### THE PROBLEM
For each line of the data below, copy it if it holds the word "Starting".

### DATA FOR THIS TASK

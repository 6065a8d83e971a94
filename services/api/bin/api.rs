//! Main Entrypoint for the HealthBot API Service
//!
//! This binary is responsible for:
//! 1. Loading configuration from the environment.
//! 2. Initializing the completion and search ports and the prompt templates.
//! 3. Constructing the Axum router.
//! 4. Starting the web server and handling graceful shutdown.

use anyhow::Context;
use async_openai::config::OpenAIConfig;
use healthbot_api::{
    config::{Config, Provider},
    registry::SessionRegistry,
    router::create_router,
    state::AppState,
};
use healthbot_core::{
    llm_client::{LLMClient, LoggingLLMClient, OpenAICompatibleClient},
    prompts::Prompts,
    search::{CannedSearchService, SearchService, TavilySearchService},
};
use std::{net::SocketAddr, sync::Arc};
use tracing::{info, warn};

/// Listens for the `Ctrl+C` signal to gracefully shut down the server.
async fn shutdown_signal() {
    tokio::signal::ctrl_c()
        .await
        .expect("Failed to install Ctrl+C handler");
    info!("Received shutdown signal. Shutting down gracefully...");
}

fn build_llm_client(config: &Config) -> anyhow::Result<Arc<dyn LLMClient>> {
    let openai_config = match &config.provider {
        Provider::OpenAI => {
            info!("Using OpenAI provider.");
            let api_key = config
                .openai_api_key
                .as_ref()
                .context("OPENAI_API_KEY is not set")?;
            OpenAIConfig::new()
                .with_api_key(api_key)
                .with_api_base("https://api.openai.com/v1/")
        }
        Provider::Gemini => {
            info!("Using Gemini provider.");
            let api_key = config
                .gemini_api_key
                .as_ref()
                .context("GEMINI_API_KEY is not set")?;
            OpenAIConfig::new()
                .with_api_key(api_key)
                .with_api_base("https://generativelanguage.googleapis.com/v1beta/openai")
        }
    };

    let inner = Arc::new(OpenAICompatibleClient::new(
        openai_config,
        config.chat_model.clone(),
    ));
    Ok(Arc::new(
        LoggingLLMClient::new(inner, config.chat_model.clone()).with_timeout(config.port_timeout),
    ))
}

fn build_search(config: &Config) -> anyhow::Result<Arc<dyn SearchService>> {
    match &config.tavily_api_key {
        Some(api_key) => Ok(Arc::new(
            TavilySearchService::new(api_key.clone(), config.port_timeout)
                .context("Failed to build search client")?,
        )),
        None => {
            warn!("TAVILY_API_KEY is not set; summaries will be written without search results.");
            Ok(Arc::new(CannedSearchService::default()))
        }
    }
}

fn load_prompts(config: &Config) -> anyhow::Result<Prompts> {
    if config.prompts_path.is_dir() {
        Prompts::load_dir(&config.prompts_path)
    } else {
        info!(
            path = %config.prompts_path.display(),
            "No prompts directory found; using built-in prompts."
        );
        Ok(Prompts::default())
    }
}

#[tokio::main]
async fn main() -> anyhow::Result<()> {
    // --- 1. Load Configuration ---
    let config = Config::from_env().context("Failed to load configuration")?;

    // --- 2. Initialize Logging ---
    tracing_subscriber::fmt()
        .with_max_level(config.log_level)
        .with_timer(tracing_subscriber::fmt::time::ChronoLocal::rfc_3339())
        .init();
    info!("Configuration loaded. Initializing application state...");

    // --- 3. Initialize Shared Services ---
    let app_state = Arc::new(AppState {
        registry: SessionRegistry::new(),
        llm_client: build_llm_client(&config)?,
        search: build_search(&config)?,
        prompts: Arc::new(load_prompts(&config)?),
        config: Arc::new(config.clone()),
    });

    // --- 4. Create Router ---
    let app = create_router(app_state);

    // --- 5. Start Server ---
    info!(
        provider = ?config.provider,
        model = %config.chat_model,
        bind_address = %config.bind_address,
        "Service configured. Starting server..."
    );
    let listener = tokio::net::TcpListener::bind(config.bind_address).await?;

    axum::serve(
        listener,
        app.into_make_service_with_connect_info::<SocketAddr>(),
    )
    .with_graceful_shutdown(shutdown_signal())
    .await?;

    info!("Server has shut down.");
    Ok(())
}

### REPLY
//! 4. Starting the web server and handling graceful shutdown.
        "Service configured. Starting server..."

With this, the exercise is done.